Collected data entries
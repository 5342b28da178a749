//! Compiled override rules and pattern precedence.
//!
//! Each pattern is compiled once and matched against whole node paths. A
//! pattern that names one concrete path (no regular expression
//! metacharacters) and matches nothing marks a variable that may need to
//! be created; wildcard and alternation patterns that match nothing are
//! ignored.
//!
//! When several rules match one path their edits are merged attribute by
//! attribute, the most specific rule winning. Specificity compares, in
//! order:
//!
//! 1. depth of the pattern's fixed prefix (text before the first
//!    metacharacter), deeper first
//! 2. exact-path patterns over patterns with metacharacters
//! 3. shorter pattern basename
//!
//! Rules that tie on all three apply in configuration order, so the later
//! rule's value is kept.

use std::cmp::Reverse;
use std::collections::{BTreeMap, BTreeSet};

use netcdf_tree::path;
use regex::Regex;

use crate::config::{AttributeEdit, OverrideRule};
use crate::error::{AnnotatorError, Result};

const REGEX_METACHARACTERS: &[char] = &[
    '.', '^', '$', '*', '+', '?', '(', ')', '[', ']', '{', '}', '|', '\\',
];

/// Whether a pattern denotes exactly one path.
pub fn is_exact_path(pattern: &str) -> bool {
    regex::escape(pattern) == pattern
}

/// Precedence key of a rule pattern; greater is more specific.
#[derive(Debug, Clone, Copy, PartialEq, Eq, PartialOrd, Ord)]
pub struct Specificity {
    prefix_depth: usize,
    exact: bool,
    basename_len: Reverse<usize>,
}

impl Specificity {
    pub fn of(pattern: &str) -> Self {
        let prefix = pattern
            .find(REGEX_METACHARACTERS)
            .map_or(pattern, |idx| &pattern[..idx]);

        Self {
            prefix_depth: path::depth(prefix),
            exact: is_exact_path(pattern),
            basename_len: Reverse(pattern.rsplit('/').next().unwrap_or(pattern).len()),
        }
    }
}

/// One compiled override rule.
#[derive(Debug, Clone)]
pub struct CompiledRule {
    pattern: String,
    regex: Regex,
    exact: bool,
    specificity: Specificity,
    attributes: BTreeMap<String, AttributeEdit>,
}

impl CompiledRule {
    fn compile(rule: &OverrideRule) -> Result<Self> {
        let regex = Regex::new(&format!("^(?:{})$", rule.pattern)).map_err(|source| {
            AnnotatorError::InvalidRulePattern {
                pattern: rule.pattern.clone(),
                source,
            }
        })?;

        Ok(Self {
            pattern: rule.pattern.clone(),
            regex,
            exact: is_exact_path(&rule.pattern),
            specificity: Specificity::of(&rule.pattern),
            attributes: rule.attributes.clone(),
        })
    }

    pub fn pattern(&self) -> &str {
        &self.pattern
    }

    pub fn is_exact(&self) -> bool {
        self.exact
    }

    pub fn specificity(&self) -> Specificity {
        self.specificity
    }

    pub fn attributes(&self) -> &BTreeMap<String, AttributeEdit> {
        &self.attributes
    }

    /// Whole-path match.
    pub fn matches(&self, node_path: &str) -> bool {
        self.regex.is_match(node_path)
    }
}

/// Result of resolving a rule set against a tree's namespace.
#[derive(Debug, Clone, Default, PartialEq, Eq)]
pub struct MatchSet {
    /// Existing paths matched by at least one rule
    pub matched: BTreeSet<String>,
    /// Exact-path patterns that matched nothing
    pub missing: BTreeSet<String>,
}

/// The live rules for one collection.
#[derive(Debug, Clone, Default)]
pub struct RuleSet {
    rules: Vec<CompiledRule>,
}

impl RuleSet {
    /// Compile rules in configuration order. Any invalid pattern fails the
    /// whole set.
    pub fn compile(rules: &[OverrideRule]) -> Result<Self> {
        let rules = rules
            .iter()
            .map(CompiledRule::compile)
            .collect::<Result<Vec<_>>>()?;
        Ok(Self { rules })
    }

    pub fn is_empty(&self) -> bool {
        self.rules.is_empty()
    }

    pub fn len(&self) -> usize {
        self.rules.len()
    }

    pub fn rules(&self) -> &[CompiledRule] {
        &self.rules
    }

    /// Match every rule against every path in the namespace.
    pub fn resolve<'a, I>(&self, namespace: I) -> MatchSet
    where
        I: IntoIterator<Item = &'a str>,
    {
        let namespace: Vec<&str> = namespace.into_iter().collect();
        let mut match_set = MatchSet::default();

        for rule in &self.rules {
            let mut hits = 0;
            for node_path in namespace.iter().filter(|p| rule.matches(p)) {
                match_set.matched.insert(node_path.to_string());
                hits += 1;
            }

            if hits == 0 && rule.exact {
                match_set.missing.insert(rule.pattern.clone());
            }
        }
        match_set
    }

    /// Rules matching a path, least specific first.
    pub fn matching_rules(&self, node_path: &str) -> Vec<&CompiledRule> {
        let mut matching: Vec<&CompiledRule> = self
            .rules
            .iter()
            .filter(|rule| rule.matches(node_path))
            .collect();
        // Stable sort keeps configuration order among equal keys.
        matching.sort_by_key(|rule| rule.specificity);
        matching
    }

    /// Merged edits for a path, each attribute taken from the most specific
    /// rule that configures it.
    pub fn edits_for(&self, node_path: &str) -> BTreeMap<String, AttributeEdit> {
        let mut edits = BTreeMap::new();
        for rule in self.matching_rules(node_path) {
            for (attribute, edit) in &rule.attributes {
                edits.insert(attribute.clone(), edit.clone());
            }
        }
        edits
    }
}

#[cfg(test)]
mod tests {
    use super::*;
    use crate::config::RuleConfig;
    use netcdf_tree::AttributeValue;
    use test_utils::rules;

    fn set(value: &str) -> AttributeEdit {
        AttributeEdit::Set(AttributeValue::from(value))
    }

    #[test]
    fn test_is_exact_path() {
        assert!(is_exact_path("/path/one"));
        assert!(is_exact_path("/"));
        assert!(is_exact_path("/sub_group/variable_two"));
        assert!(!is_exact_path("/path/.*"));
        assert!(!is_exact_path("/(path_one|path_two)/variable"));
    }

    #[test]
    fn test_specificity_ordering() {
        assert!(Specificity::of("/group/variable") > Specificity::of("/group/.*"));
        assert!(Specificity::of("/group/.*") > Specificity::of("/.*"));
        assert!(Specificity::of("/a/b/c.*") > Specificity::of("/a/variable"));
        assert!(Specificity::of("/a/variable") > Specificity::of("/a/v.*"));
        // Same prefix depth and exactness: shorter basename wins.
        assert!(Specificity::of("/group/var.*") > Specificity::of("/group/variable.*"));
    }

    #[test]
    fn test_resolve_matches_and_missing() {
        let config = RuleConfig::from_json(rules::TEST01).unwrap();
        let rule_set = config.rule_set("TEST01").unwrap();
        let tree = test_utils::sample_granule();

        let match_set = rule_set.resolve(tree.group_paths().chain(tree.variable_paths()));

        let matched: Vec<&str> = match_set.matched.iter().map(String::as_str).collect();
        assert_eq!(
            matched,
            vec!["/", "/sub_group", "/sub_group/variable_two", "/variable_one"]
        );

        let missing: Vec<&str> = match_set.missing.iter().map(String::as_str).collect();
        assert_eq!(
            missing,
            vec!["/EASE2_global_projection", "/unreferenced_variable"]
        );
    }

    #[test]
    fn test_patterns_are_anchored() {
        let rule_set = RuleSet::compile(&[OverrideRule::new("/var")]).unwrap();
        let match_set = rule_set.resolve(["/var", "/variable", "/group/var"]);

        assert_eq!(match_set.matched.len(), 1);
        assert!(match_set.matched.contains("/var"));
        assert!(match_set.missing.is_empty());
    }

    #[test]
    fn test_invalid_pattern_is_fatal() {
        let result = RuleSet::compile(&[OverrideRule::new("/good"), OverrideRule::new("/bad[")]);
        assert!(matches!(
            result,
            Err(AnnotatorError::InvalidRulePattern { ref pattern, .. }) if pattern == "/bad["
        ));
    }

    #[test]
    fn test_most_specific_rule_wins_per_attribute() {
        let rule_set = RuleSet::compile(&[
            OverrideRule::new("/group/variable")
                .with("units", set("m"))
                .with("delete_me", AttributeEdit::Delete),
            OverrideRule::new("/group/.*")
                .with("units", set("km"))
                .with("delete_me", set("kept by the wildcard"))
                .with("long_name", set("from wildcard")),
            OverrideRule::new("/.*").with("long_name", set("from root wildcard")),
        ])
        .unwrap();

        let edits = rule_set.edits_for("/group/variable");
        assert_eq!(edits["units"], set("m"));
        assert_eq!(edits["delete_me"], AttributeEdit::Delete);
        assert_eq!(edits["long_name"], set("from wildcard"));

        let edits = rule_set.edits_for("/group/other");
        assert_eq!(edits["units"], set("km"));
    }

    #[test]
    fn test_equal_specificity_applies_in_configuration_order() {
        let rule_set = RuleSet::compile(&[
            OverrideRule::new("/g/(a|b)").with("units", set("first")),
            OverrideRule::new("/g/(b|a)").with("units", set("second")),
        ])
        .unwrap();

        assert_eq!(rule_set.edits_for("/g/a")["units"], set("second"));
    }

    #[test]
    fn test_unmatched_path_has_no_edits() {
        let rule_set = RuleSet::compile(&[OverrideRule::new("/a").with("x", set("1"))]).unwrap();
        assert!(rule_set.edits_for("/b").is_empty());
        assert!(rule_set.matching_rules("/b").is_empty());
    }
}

■ Exercise
Retype exactly the lines from the start of the entries through the one with "so the later"; include both ends.

■ Response
repository 5342b28da178a749
//! Compiled override rules and pattern precedence.
//!
//! Each pattern is compiled once and matched against whole node paths. A
//! pattern that names one concrete path (no regular expression
//! metacharacters) and matches nothing marks a variable that may need to
//! be created; wildcard and alternation patterns that match nothing are
//! ignored.
//!
//! When several rules match one path their edits are merged attribute by
//! attribute, the most specific rule winning. Specificity compares, in
//! order:
//!
//! 1. depth of the pattern's fixed prefix (text before the first
//!    metacharacter), deeper first
//! 2. exact-path patterns over patterns with metacharacters
//! 3. shorter pattern basename
//!
//! Rules that tie on all three apply in configuration order, so the later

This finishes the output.